After an executive session, Russell Kokubun made a motion to approve the staff recommendation for a one-year holdover lease and its assignment, but adding a requirement that the assignees be responsible for getting permits for the buildings. Kokubun also included the provision that the staff undertake an “audit” and report back to the board within six months. In the interim, Bohnett’s $60,000 performance bond would be retained. Community groups interested in alternative management of the land are to come forward with their plans, including financing arrangements, within six months.

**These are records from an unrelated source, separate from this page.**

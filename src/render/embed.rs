//! Image preparation: source bytes → baseline JPEG for a DCTDecode XObject.
//!
//! Whatever the upload format (PNG, WebP, GIF, ...), the PDF embeds a
//! single RGB JPEG. JPEG can go into the file as-is with `/DCTDecode`, so
//! the writer needs no image codec of its own. Alpha is flattened onto white
//! first because JPEG cannot carry it.

use super::layout::ImageSize;
use crate::error::RenderError;
use image::{DynamicImage, ImageFormat, Rgb, RgbImage};
use std::io::Cursor;
use tracing::{debug, warn};

/// A decoded, re-encoded image ready to embed.
#[derive(Debug, Clone)]
pub struct EmbeddedImage {
    pub size: ImageSize,
    pub jpeg: Vec<u8>,
}

/// Decode `bytes` and re-encode as JPEG.
pub fn prepare_image(bytes: &[u8]) -> Result<EmbeddedImage, RenderError> {
    let decoded =
        image::load_from_memory(bytes).map_err(|e| RenderError::ImageEncode(e.to_string()))?;
    let rgb = flatten_onto_white(&decoded);
    let size = ImageSize {
        width_px: rgb.width(),
        height_px: rgb.height(),
    };

    let mut jpeg = Vec::new();
    DynamicImage::ImageRgb8(rgb)
        .write_to(&mut Cursor::new(&mut jpeg), ImageFormat::Jpeg)
        .map_err(|e| RenderError::ImageEncode(e.to_string()))?;

    debug!(
        "Prepared {}x{} image → {} bytes JPEG",
        size.width_px,
        size.height_px,
        jpeg.len()
    );
    Ok(EmbeddedImage { size, jpeg })
}

/// Like [`prepare_image`], but a bad image only costs a warning.
pub fn prepare_image_lossy(bytes: &[u8]) -> Option<EmbeddedImage> {
    match prepare_image(bytes) {
        Ok(img) => Some(img),
        Err(e) => {
            warn!("Could not add image to PDF, continuing without it: {}", e);
            None
        }
    }
}

fn flatten_onto_white(img: &DynamicImage) -> RgbImage {
    if !img.color().has_alpha() {
        return img.to_rgb8();
    }
    let rgba = img.to_rgba8();
    let mut out = RgbImage::new(rgba.width(), rgba.height());
    for (x, y, px) in rgba.enumerate_pixels() {
        let [r, g, b, a] = px.0;
        let blend = |c: u8| -> u8 {
            let a = u16::from(a);
            ((u16::from(c) * a + 255 * (255 - a)) / 255) as u8
        };
        out.put_pixel(x, y, Rgb([blend(r), blend(g), blend(b)]));
    }
    out
}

Both Matsumoto and Kaua`i board member Lynn McCrory objected. Matsumoto said he was “concerned with this dragging on. The state has its own interest with respect to this property. We should end the lease.” McCrory commented that she felt issuance of a revocable permit was preferable to the holdover lease.

The four remaining board members – Johns, Kokubun, Inouye, and Maui member William Kennison – voted in favor of the motion.

Coda

The board action left many people disappointed and suspicious that in the coming year, the new lessees’ request for a long-term extension will receive more favorable treatment than competing proposals for conservation management.

Among those disheartened by the board action was Giffin, the Big Island forester who has taken a special interest in Pu`uwa`awa`a over the last three decades, at least. “I’m disappointed they set it aside for another year without addressing conservation needs,” he told Environment Hawai`i. “There’s a large number of rare trees there that are growing nowhere else. We’re losing species and the insects attached to those species that have nowhere else to go. Pretty soon it’ll be too late to do anything.

“We’ve already lost a few. We’re on the brink of losing many more. We need to take action now.”